On March 26, 2019 we launched new MODX Forums. Please join us at the new MODX Community Forums.
Subscribe: RSS
  • I am building a new site with a members area and am using the Login extra - to allow members to login and access the members area. I am planning on having SSL on the domain name for added security - with SSL - how secure will the contents of the members area be? Any tips on making this as tight and secure as possible?

    P.S. Running Revo 2.3.1 and Login 1.9.0-pl

    Cheers

    dubbs.
    • Anyone any thoughts on this???
      • There are so many aspects to "security" that it's hard to respond in any meaningful way. SSL itself may or may not be particularly useful unless it's properly understood and used.

        Basically SSL/SLT serves two purposes, one to validate the identity of the site being connected to, which requires a certificate, but who certifies the certificate? A lot of bad certificates have turned up over the years, and still are turning up from time to time.

        The other purpose is to encrypt the content being passed. The encryption part doesn't depend on a certificate, but browsers will throw up nasty warning dialogs if there isn't a "recognized" certificate attached, so it's generally not too useful to just use it for the encryption alone.

        https://scotthelme.co.uk/ssl-does-not-make-site-secure/
          Studying MODX in the desert - http://sottwell.com
          Tips and Tricks from the MODX Forums and Slack Channels - http://modxcookbook.com
          Join the Slack Community - http://modx.org
        • Internal MODX security is handled using PHP sessions, which are controlled by cookies. Like SSH, cookies may or may not be secure. By default, MODX does set its session cookies using "HttpOnly", although this is a system setting and can be turned off.

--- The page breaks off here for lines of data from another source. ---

//! The host that owns a post being edited.

use crate::error::{ExportError, RenderError};
use crate::fonts::{FontEvent, FontLoader, LoadState};
use crate::models::{FontFamily, PostConfig};
use crate::rendering::{ExportedFile, Exporter, ImageFormat, PostRenderer, Surface};
use tokio::sync::broadcast::{self, error::TryRecvError};

/// Owns the current config and surface, and redraws when the font the config
/// uses finishes loading.
pub struct PostSession {
    config: PostConfig,
    surface: Option<Surface>,
    renderer: PostRenderer,
    loader: FontLoader,
    events: broadcast::Receiver<FontEvent>,
    exporter: Exporter,
}

impl PostSession {
    /// Nothing is drawn until the first `apply` or `redraw`.
    pub fn new(config: PostConfig, loader: FontLoader, exporter: Exporter) -> Self {
        Self {
            config,
            surface: None,
            renderer: PostRenderer::new(loader.book().clone()),
            events: loader.subscribe(),
            loader,
            exporter,
        }
    }

    pub fn config(&self) -> &PostConfig {
        &self.config
    }

    pub fn surface(&self) -> Option<&Surface> {
        self.surface.as_ref()
    }

    pub fn loader(&self) -> &FontLoader {
        &self.loader
    }

    /// Replace the config, start loading its font if needed, and redraw.
    ///
    /// The redraw uses whatever faces are available now; another one follows
    /// from `pump_font_events` once the font arrives. A font that failed is
    /// only retried when the config switches to it again.
    pub fn apply(&mut self, config: PostConfig) -> Result<(), RenderError> {
        let font_changed = config.font != self.config.font;
        self.config = config;

        let family = self.config.font.as_str();
        let state = self.loader.state(family);
        if state == LoadState::NotRequested || (font_changed && state == LoadState::Failed) {
            self.loader.request(family);
        }
        self.redraw()
    }

    pub fn redraw(&mut self) -> Result<(), RenderError> {
        match self.surface.as_mut() {
            Some(surface) => self.renderer.render(surface, &self.config)?,
            None => self.surface = Some(self.renderer.render_new(&self.config)?),
        }
        Ok(())
    }

    /// Drain pending font events without waiting. Redraws once if the
    /// current font became available; returns whether it did.
    pub fn pump_font_events(&mut self) -> Result<bool, RenderError> {
        let mut needs_redraw = false;
        loop {
            match self.events.try_recv() {
                Ok(event) => {
                    if event.state == LoadState::Loaded && event.family == self.config.font.as_str()
                    {
                        needs_redraw = true;
                    }
                }
                Err(TryRecvError::Lagged(missed)) => {
                    tracing::warn!(missed, "Font events lagged");
                    needs_redraw |= self.loader.is_loaded(self.config.font.as_str());
                }
                Err(TryRecvError::Empty | TryRecvError::Closed) => break,
            }
        }

        if needs_redraw {
            tracing::debug!(font = %self.config.font, "Font loaded, redrawing");
            self.redraw()?;
        }
        Ok(needs_redraw)
    }

    /// Wait for `family` to settle, redrawing if it is the current font and
    /// it loaded.
    pub async fn wait_for_font(&mut self, family: &FontFamily) -> Result<LoadState, RenderError> {
        let state = self.loader.ensure_loaded(family.as_str()).await;
        if state == LoadState::Loaded && *family == self.config.font {
            self.redraw()?;
        }
        Ok(state)
    }

    pub fn export(
        &self,
        format: ImageFormat,
        filename: Option<&str>,
    ) -> Result<ExportedFile, ExportError> {
        self.exporter
            .export(self.surface.as_ref(), format, filename)
    }
}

          http://www.troyhunt.com/2013/03/c-is-for-cookie-h-is-for-hacker.html
            Studying MODX in the desert - http://sottwell.com
            Tips and Tricks from the MODX Forums and Slack Channels - http://modxcookbook.com
            Join the Slack Community - http://modx.org
          • I think Login is fairly secure. The weak link, imo, is Register. I can't really describe the vulnerabilities without giving miscreants ideas, but I created Subscribe partly to avoid the issues with Register.

            That said, someone taking the trouble to exploit the Register snippet is a pretty low-probability event. There are much easier ways to break into sites these days, and since Register is mostly used for front-end users with limited rights, the payoff wouldn't be worth the effort.
              Did I help you? Buy me a beer
              Get my Book: MODX:The Official Guide
              MODX info for everyone: http://bobsguides.com/modx.html
              My MODX Extras
              Bob's Guides is now hosted at A2 MODX Hosting
            • Bob / Susan - thanks for your input here. Bob - I am not using the Register aspect of Login - The only way to create a new member is by being logged into the manager - so that should help make things as tight as poss I guess?

              Any tips of making things as secure as poss?
              • Not sure if this is really related, but I just had an issue with my base_url changing all the time.

                After taking a look at the config file I found this:

                        
                $http_host= array_key_exists('HTTP_HOST', $_SERVER) ? $_SERVER['HTTP_HOST'] : 'my.site.com';
                


                For what I understand this isn't really save, but can be solved with SSL. It's also possible, that my webserver got hacked, I just changed it so it will be fix to my domain.

                Just wondering if someone else had a similar issue, have seen this previous post:
                http://forums.modx.com/thread/?thread=33408&page=1 [ed. note: sofasurfer.org last edited this post 4 years, 5 months ago.]
                  Home is where the hard disk is:
                  http://sofasurfer.org
                • Hi sofasurfer - not really related no - Best to not cache your Base URL.